▶ What you are asked to do: What is needed is the number of lines below that contain the word "concurrent", with no other output.

(Beginning of Data for this exercise)

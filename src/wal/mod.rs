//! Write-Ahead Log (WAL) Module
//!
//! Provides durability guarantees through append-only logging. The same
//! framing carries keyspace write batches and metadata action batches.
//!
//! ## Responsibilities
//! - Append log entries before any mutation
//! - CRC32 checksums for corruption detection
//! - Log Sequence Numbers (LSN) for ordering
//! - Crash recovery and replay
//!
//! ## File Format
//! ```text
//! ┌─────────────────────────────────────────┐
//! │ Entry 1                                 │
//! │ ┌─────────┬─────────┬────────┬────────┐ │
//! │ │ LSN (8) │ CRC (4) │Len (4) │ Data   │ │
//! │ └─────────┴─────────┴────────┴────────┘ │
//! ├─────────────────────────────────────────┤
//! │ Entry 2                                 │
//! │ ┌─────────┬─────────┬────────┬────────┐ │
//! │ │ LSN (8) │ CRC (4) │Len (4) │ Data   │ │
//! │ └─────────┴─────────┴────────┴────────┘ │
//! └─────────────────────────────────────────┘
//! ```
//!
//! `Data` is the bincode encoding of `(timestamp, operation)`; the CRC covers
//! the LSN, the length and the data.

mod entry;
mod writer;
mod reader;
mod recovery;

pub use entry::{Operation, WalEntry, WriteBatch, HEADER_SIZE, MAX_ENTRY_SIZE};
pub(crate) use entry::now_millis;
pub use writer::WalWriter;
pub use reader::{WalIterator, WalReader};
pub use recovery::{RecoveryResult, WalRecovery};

(End of Data for this exercise)
(Beginning of Data for this exercise)

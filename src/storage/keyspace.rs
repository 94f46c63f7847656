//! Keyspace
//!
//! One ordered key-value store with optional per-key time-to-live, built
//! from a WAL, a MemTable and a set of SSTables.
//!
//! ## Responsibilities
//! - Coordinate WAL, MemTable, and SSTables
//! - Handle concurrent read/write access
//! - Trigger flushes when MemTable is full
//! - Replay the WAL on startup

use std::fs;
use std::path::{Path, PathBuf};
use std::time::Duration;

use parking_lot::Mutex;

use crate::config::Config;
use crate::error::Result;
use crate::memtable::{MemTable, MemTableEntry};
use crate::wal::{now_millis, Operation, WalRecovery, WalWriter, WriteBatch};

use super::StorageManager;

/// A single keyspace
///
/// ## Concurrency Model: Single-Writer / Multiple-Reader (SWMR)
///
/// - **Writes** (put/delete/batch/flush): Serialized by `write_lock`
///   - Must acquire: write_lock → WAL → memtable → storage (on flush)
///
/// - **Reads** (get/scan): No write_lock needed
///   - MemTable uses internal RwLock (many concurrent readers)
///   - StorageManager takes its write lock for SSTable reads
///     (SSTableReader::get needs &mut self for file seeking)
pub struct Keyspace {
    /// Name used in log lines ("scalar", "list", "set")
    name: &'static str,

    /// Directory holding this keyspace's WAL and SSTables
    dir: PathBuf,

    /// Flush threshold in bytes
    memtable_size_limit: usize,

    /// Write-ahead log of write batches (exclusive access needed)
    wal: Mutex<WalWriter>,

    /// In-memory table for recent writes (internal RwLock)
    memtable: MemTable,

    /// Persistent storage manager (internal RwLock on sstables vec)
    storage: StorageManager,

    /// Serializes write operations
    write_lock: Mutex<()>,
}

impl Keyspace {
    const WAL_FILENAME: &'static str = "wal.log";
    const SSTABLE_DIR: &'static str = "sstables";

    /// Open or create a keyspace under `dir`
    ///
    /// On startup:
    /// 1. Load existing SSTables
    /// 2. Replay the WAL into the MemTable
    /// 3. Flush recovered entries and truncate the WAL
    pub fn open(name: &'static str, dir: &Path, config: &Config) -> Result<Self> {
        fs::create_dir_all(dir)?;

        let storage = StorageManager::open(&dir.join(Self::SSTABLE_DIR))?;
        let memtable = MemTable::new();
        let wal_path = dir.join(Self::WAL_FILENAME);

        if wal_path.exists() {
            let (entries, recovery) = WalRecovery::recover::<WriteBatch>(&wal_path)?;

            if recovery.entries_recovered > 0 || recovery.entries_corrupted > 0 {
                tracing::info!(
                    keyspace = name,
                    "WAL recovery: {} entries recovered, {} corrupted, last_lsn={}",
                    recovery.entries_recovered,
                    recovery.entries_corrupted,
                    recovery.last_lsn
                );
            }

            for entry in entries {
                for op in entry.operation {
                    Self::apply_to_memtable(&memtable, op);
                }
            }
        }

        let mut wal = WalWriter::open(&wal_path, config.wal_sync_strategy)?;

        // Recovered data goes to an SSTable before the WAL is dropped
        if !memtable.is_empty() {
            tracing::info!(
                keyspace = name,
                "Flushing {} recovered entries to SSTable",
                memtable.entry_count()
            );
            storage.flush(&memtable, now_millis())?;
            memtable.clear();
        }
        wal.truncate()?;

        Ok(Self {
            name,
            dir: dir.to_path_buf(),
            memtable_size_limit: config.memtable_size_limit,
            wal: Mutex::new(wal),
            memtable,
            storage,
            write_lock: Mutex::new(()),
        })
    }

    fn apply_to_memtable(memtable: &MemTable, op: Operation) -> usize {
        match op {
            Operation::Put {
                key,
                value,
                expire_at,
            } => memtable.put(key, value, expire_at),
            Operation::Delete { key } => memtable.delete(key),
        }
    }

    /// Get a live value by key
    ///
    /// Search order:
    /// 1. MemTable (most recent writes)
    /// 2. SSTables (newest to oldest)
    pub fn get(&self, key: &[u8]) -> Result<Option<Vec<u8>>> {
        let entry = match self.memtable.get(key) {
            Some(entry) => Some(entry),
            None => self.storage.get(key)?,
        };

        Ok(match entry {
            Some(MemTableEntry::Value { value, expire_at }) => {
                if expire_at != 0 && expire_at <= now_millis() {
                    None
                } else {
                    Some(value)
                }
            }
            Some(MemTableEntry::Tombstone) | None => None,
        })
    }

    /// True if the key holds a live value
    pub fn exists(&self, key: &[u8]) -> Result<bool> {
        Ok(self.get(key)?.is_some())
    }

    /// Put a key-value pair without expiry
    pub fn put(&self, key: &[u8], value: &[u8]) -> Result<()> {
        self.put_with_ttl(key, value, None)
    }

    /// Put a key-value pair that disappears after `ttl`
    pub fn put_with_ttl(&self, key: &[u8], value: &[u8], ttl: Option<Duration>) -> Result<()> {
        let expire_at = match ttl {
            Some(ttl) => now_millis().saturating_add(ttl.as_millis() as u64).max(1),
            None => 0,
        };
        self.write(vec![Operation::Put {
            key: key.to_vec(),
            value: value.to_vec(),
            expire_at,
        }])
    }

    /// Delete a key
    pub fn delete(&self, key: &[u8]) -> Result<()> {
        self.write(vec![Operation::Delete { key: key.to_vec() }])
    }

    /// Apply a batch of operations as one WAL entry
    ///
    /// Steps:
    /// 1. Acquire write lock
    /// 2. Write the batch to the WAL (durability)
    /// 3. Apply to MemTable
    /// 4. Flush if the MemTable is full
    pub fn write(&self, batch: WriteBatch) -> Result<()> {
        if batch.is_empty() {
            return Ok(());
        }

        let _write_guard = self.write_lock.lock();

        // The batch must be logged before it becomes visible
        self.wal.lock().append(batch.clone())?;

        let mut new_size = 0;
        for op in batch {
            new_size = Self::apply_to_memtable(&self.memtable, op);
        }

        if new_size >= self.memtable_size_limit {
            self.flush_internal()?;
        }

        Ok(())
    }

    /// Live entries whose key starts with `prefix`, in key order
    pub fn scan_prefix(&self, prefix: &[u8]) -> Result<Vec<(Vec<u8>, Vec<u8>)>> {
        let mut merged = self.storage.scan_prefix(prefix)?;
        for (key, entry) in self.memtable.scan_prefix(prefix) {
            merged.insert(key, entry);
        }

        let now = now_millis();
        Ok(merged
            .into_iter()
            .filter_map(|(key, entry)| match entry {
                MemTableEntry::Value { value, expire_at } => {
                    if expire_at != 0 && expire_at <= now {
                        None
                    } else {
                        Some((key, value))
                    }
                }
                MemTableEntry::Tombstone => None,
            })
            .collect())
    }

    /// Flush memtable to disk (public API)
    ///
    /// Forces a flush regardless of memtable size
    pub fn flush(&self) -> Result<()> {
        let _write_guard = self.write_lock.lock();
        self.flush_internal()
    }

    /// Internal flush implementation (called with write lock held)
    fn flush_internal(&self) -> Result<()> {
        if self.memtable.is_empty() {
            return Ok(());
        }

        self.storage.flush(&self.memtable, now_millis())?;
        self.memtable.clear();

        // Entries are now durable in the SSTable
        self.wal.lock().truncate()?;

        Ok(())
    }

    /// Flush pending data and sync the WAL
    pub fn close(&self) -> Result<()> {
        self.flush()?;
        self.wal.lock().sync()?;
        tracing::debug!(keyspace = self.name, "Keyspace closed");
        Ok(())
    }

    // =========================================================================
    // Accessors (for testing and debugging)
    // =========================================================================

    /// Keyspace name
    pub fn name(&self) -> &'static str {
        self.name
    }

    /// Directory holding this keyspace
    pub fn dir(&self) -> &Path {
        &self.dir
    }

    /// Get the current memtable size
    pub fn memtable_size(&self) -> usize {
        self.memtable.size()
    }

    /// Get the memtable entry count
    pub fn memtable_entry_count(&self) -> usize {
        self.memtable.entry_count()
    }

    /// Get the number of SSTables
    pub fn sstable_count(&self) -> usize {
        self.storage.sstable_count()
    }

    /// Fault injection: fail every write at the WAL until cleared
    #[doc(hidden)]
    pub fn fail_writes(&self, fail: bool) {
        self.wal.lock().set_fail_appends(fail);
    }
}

(End of Data for this exercise)

▶ Written solution: 2